- [TASK PROMPT] Take each line of the records below that contains the string "every" and copy it.

(Stored items)
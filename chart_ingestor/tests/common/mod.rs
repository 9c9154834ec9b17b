#![allow(dead_code)]

use std::{
    collections::HashSet,
    path::{Path, PathBuf},
    sync::{Arc, Mutex},
};

use async_trait::async_trait;
use chart_ingestor::{
    ChartOrchestrator, OrchestratorOptions,
    io::FileSink,
    models::{chart::ChartPayload, request_params::ChartRequest, symbol::SymbolMap},
    providers::{ChartProvider, ProviderError},
};
use tempfile::TempDir;

/// Bytes returned for every successful fake request.
pub const FAKE_PNG: &[u8] = b"\x89PNG\r\n\x1a\nfake-chart";

/// Deterministic stand-in for the charting API.
///
/// Fails every interval listed in `failing` with a 500 and succeeds otherwise.
/// Requested intervals are recorded in call order.
#[derive(Default)]
pub struct FakeProvider {
    failing: HashSet<String>,
    calls: Mutex<Vec<String>>,
}

impl FakeProvider {
    pub fn always_ok() -> Self {
        Self::default()
    }

    pub fn failing(intervals: &[&str]) -> Self {
        Self {
            failing: intervals.iter().map(|s| s.to_string()).collect(),
            calls: Mutex::new(Vec::new()),
        }
    }

    pub fn calls(&self) -> Vec<String> {
        self.calls.lock().unwrap().clone()
    }
}

#[async_trait]
impl ChartProvider for FakeProvider {
    async fn fetch_chart(&self, request: &ChartRequest) -> Result<ChartPayload, ProviderError> {
        self.calls.lock().unwrap().push(request.interval.clone());
        if self.failing.contains(&request.interval) {
            Err(ProviderError::Api {
                status: 500,
                body: format!("cannot render {}", request.interval),
            })
        } else {
            Ok(ChartPayload(FAKE_PNG.to_vec()))
        }
    }
}

pub struct TestRig {
    pub _dir: TempDir, // keep alive for the life of the test
    pub provider: Arc<FakeProvider>,
    pub orchestrator: ChartOrchestrator,
}

impl TestRig {
    pub fn output_dir(&self) -> &Path {
        self._dir.path()
    }
}

pub fn setup(provider: FakeProvider) -> TestRig {
    setup_with(provider, OrchestratorOptions::default())
}

pub fn setup_with(provider: FakeProvider, options: OrchestratorOptions) -> TestRig {
    let dir = TempDir::new().expect("tempdir");
    let provider = Arc::new(provider);
    let orchestrator = ChartOrchestrator::new(
        provider.clone(),
        Arc::new(FileSink::new(dir.path())),
        SymbolMap::default(),
        options,
    );
    TestRig {
        _dir: dir,
        provider,
        orchestrator,
    }
}

pub fn files_with_extension(dir: &Path, ext: &str) -> Vec<PathBuf> {
    let mut files: Vec<PathBuf> = std::fs::read_dir(dir)
        .expect("read output dir")
        .map(|e| e.expect("dir entry").path())
        .filter(|p| p.extension().is_some_and(|e| e == ext))
        .collect();
    files.sort();
    files
}
//! Provider abstraction for remote chart rendering services.
//!
//! This module defines the [`ChartProvider`] trait, the single capability the
//! rest of the crate needs from a charting backend: turn a [`ChartRequest`]
//! into image bytes. The production implementation is
//! [`chart_img::ChartImgProvider`]; tests substitute deterministic fakes.
//!
//! The trait is designed for async usage and supports dynamic dispatch
//! (`Arc<dyn ChartProvider>`) so the orchestrator can be built once and shared
//! between request handlers.
//!
//! # Example
//!
//! ```rust
//! use async_trait::async_trait;
//! use chart_ingestor::models::{chart::ChartPayload, request_params::ChartRequest};
//! use chart_ingestor::providers::{ChartProvider, ProviderError};
//!
//! struct BlankProvider;
//!
//! #[async_trait]
//! impl ChartProvider for BlankProvider {
//!     async fn fetch_chart(
//!         &self,
//!         _request: &ChartRequest,
//!     ) -> Result<ChartPayload, ProviderError> {
//!         Ok(ChartPayload(vec![0x89, b'P', b'N', b'G']))
//!     }
//! }
//! ```

pub mod chart_img;

use async_trait::async_trait;
use thiserror::Error;

use crate::models::{chart::ChartPayload, request_params::ChartRequest};

/// Trait for fetching a rendered chart from a remote service.
#[async_trait]
pub trait ChartProvider: Send + Sync {
    /// Requests one chart image.
    ///
    /// # Returns
    ///
    /// * `Ok(ChartPayload)` - The raw image bytes.
    /// * `Err(ProviderError)` - Transport failure or a non-success response.
    async fn fetch_chart(&self, request: &ChartRequest) -> Result<ChartPayload, ProviderError>;

    /// Version tag of the remote API, recorded with every stored chart.
    fn api_version(&self) -> &str {
        "unknown"
    }
}

/// Errors that can occur during the creation of a provider instance.
#[derive(Debug, Error)]
pub enum ProviderInitError {
    /// failed to init reqwest client
    #[error("Failed to build HTTP client: {0}")]
    ClientBuild(#[from] reqwest::Error),

    /// API key contains invalid characters.
    #[error("Invalid API key format: {0}")]
    InvalidApiKey(#[from] reqwest::header::InvalidHeaderValue),
}

/// Errors that can occur within a `ChartProvider` implementation.
#[derive(Debug, Error)]
pub enum ProviderError {
    /// An error during an API request (e.g., network failure, timeout).
    #[error("API request failed: {0}")]
    Request(#[from] reqwest::Error),

    /// The provider's API answered with a non-success status.
    #[error("chart API error: {status}")]
    Api { status: u16, body: String },
}

impl ProviderError {
    /// Extra detail worth surfacing next to the error message, such as the
    /// response body of a rejected request.
    pub fn details(&self) -> Option<String> {
        match self {
            ProviderError::Api { body, .. } if !body.is_empty() => Some(body.clone()),
            _ => None,
        }
    }
}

- [TASK SOLUTION]
/// Bytes returned for every successful fake request.
/// Fails every interval listed in `failing` with a 500 and succeeds otherwise.
    /// Version tag of the remote API, recorded with every stored chart.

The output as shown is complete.